She brought up holidays ~ a new topic of discussion. She was really hurt because we had my parents over for Mother's Day and didn't invite them over, too or didn't bother to go over there after Mike planned a special dinner for her. I had no idea that Mike was planning anything special for Mother's Day for her or I might have tried to work something out. But as it stood, my parents came up to celebrate my birthday because it was the day before and my first Mother's Day. It was really important to my mom to be able to celebrate that with me, so it was more about me than about her. But I don't think Susan realizes that ~ how could she, I never talked to her about it, but there's another example of assumptions making things complicated. She said how it made her sad that we never do anything with them on Christmas Eve; we always go to my cousins'. Which isn't true because last year we spent the evening with my family. Does that mean that she wants us to split our time on both Christmas Eve and Christmas Day? Or does she want to get us all Christmas Day and part of Christmas Eve, too? I've given up celebrating with my family on Thanksgiving and Easter both so that we could celebrate with Adam's family. We've stopped doing our memorial day and labor day traditions because Adam's family has BBQ/picnics on those days. So basically, the only thing my family "gets" is Christmas Eve. Sure, I go to church with my parents on Easter morning, but its not the same. I don't remember the last time I got to have a traditional holiday (other than Christmas Eve) with my parents ON the actual holiday.
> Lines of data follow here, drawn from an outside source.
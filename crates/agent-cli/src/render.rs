//! Terminal rendering of run events and snapshots

use agent_core::AgentEvent;
use agent_stock::FinancialSnapshot;
use comfy_table::{ContentArrangement, Table, presets::UTF8_FULL};
use serde_json::Value;

const PREVIEW_CHARS: usize = 300;

/// Human-readable text for one event
pub fn describe(event: &AgentEvent) -> String {
    match event {
        AgentEvent::Thought { agent, text } => format!("🤔 Thinking ({agent})\n{text}\n"),
        AgentEvent::ToolCall {
            agent, tool, input, ..
        } => format!("🛠️ Calling Tool: {tool} ({agent})\n   input: {}", preview(input)),
        AgentEvent::ToolResult {
            tool,
            output,
            is_error,
            duration_ms,
            ..
        } => {
            let mark = if *is_error {
                "❌ Tool Failed"
            } else {
                "✅ Tool Finished"
            };
            format!("{mark}: {tool} in {duration_ms} ms\n   output: {}", preview(output))
        }
        AgentEvent::Text { agent, text } => format!("💬 {agent}\n{text}\n"),
        AgentEvent::Delegated {
            agent,
            target,
            reason,
        } => {
            if reason.is_empty() {
                format!("➡️ {agent} → {target}")
            } else {
                format!("➡️ {agent} → {target} ({reason})")
            }
        }
        AgentEvent::Final { agent, .. } => {
            format!("{}\n🎉 {agent} finished\n{}", "=".repeat(60), "=".repeat(60))
        }
        AgentEvent::Error { agent, message } => format!("❌ {agent} failed: {message}"),
    }
}

/// One JSON line for an event
pub fn to_json_line(event: &AgentEvent) -> serde_json::Result<String> {
    serde_json::to_string(event)
}

fn preview(value: &Value) -> String {
    let text = match value {
        Value::String(s) => s.clone(),
        other => other.to_string(),
    };
    if text.chars().count() <= PREVIEW_CHARS {
        return text;
    }
    let cut: String = text.chars().take(PREVIEW_CHARS).collect();
    format!("{cut}…")
}

/// Table view of a snapshot
pub fn snapshot_table(ticker: &str, snapshot: &FinancialSnapshot) -> Table {
    let mut table = Table::new();
    table
        .load_preset(UTF8_FULL)
        .set_content_arrangement(ContentArrangement::Dynamic)
        .set_header(vec!["Field", ticker]);

    if let Some(error) = snapshot.error() {
        table.add_row(vec!["Error", error]);
        return table;
    }

    let text = |v: Option<&str>| v.unwrap_or("n/a").to_string();
    let ratio = |v: Option<f64>| v.map_or_else(|| "n/a".to_string(), |v| format!("{v:.2}"));

    let rows = [
        ("Company", text(snapshot.company_name())),
        ("Sector", text(snapshot.sector())),
        ("Industry", text(snapshot.industry())),
        (
            "Market cap",
            snapshot
                .market_cap()
                .map_or_else(|| "n/a".to_string(), format_large),
        ),
        ("Trailing P/E", ratio(snapshot.pe_ratio())),
        ("Forward P/E", ratio(snapshot.forward_pe())),
        (
            "Dividend yield",
            snapshot
                .dividend_yield()
                .map_or_else(|| "n/a".to_string(), |v| format!("{:.2}%", v * 100.0)),
        ),
        ("Price/book", ratio(snapshot.price_to_book())),
        ("52w high", ratio(snapshot.fifty_two_week_high())),
        ("52w low", ratio(snapshot.fifty_two_week_low())),
        (
            "Avg volume",
            snapshot
                .average_volume()
                .map_or_else(|| "n/a".to_string(), |v| format_large(v as f64)),
        ),
        ("Summary", text(snapshot.short_summary())),
    ];
    for (field, value) in rows {
        table.add_row(vec![field.to_string(), value]);
    }
    table
}

fn format_large(value: f64) -> String {
    let abs = value.abs();
    if abs >= 1e12 {
        format!("{:.2}T", value / 1e12)
    } else if abs >= 1e9 {
        format!("{:.2}B", value / 1e9)
    } else if abs >= 1e6 {
        format!("{:.2}M", value / 1e6)
    } else {
        format!("{value:.0}")
    }
}

#[cfg(test)]
mod tests {
    use super::*;
    use serde_json::json;

    #[test]
    fn test_describe_tool_events() {
        let call = AgentEvent::ToolCall {
            agent: "FundamentalAnalyst".to_string(),
            id: "1".to_string(),
            tool: "get_financial_data".to_string(),
            input: json!({"ticker": "GOOGL"}),
        };
        let text = describe(&call);
        assert!(text.starts_with("🛠️ Calling Tool: get_financial_data"));
        assert!(text.contains("GOOGL"));

        let result = AgentEvent::ToolResult {
            agent: "FundamentalAnalyst".to_string(),
            id: "1".to_string(),
            tool: "get_financial_data".to_string(),
            output: json!({"error": "boom"}),
            is_error: true,
            duration_ms: 12,
        };
        assert!(describe(&result).starts_with("❌ Tool Failed: get_financial_data in 12 ms"));
    }

    #[test]
    fn test_describe_flow_events() {
        let thought = AgentEvent::Thought {
            agent: "ChiefInvestmentOfficer".to_string(),
            text: "start with fundamentals".to_string(),
        };
        assert!(describe(&thought).starts_with("🤔 Thinking"));

        let delegated = AgentEvent::Delegated {
            agent: "Coordinator".to_string(),
            target: "terraform_config_gen".to_string(),
            reason: String::new(),
        };
        assert_eq!(describe(&delegated), "➡️ Coordinator → terraform_config_gen");

        let done = AgentEvent::Final {
            agent: "Coordinator".to_string(),
            text: "resource {}".to_string(),
        };
        assert!(describe(&done).contains("🎉 Coordinator finished"));
    }

    #[test]
    fn test_preview_truncates() {
        let long = Value::String("x".repeat(PREVIEW_CHARS + 10));
        let out = preview(&long);
        assert!(out.ends_with('…'));
        assert_eq!(out.chars().count(), PREVIEW_CHARS + 1);
    }

    #[test]
    fn test_json_line() {
        let event = AgentEvent::Error {
            agent: "Coordinator".to_string(),
            message: "boom".to_string(),
        };
        let line = to_json_line(&event).unwrap();
        assert!(line.contains("\"type\":\"error\""));
        assert!(!line.contains('\n'));
    }

    #[test]
    fn test_snapshot_table() {
        let snapshot = serde_json::from_value::<FinancialSnapshot>(json!({
            "company_name": "Alphabet Inc.",
            "market_cap": 2.1e12,
            "dividend_yield": 0.0046,
        }))
        .unwrap();
        let rendered = snapshot_table("GOOGL", &snapshot).to_string();

        assert!(rendered.contains("GOOGL"));
        assert!(rendered.contains("Alphabet"));
        assert!(rendered.contains("2.10T"));
        assert!(rendered.contains("0.46%"));
        assert!(rendered.contains("n/a"));
    }

    #[test]
    fn test_failure_table() {
        let snapshot = FinancialSnapshot::failure("ZZZZ", "not found");
        let rendered = snapshot_table("ZZZZ", &snapshot).to_string();
        assert!(rendered.contains("Error"));
        assert!(rendered.contains("ZZZZ"));
        assert!(!rendered.contains("Company"));
    }
}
Its really starting to bother me how she's starting to pull my parents into our "confrontations" and she's bordering on putting them and their lifestyle down. My mom has heard me say plenty of nasty things about Susan and could easily have agreed with me and put her down, too, but she's always encouraging me to give her a chance and to give her the benefit of the doubt, so why can't Susan do the same thing. Both sets of parents are never going to be equal. Both are loved, but differently . . . there's no way that they could ever be the same. Its like the love you have for children. You love each child, but in a different way because of their strengths and weaknesses. They are individuals, so you love them uniquely.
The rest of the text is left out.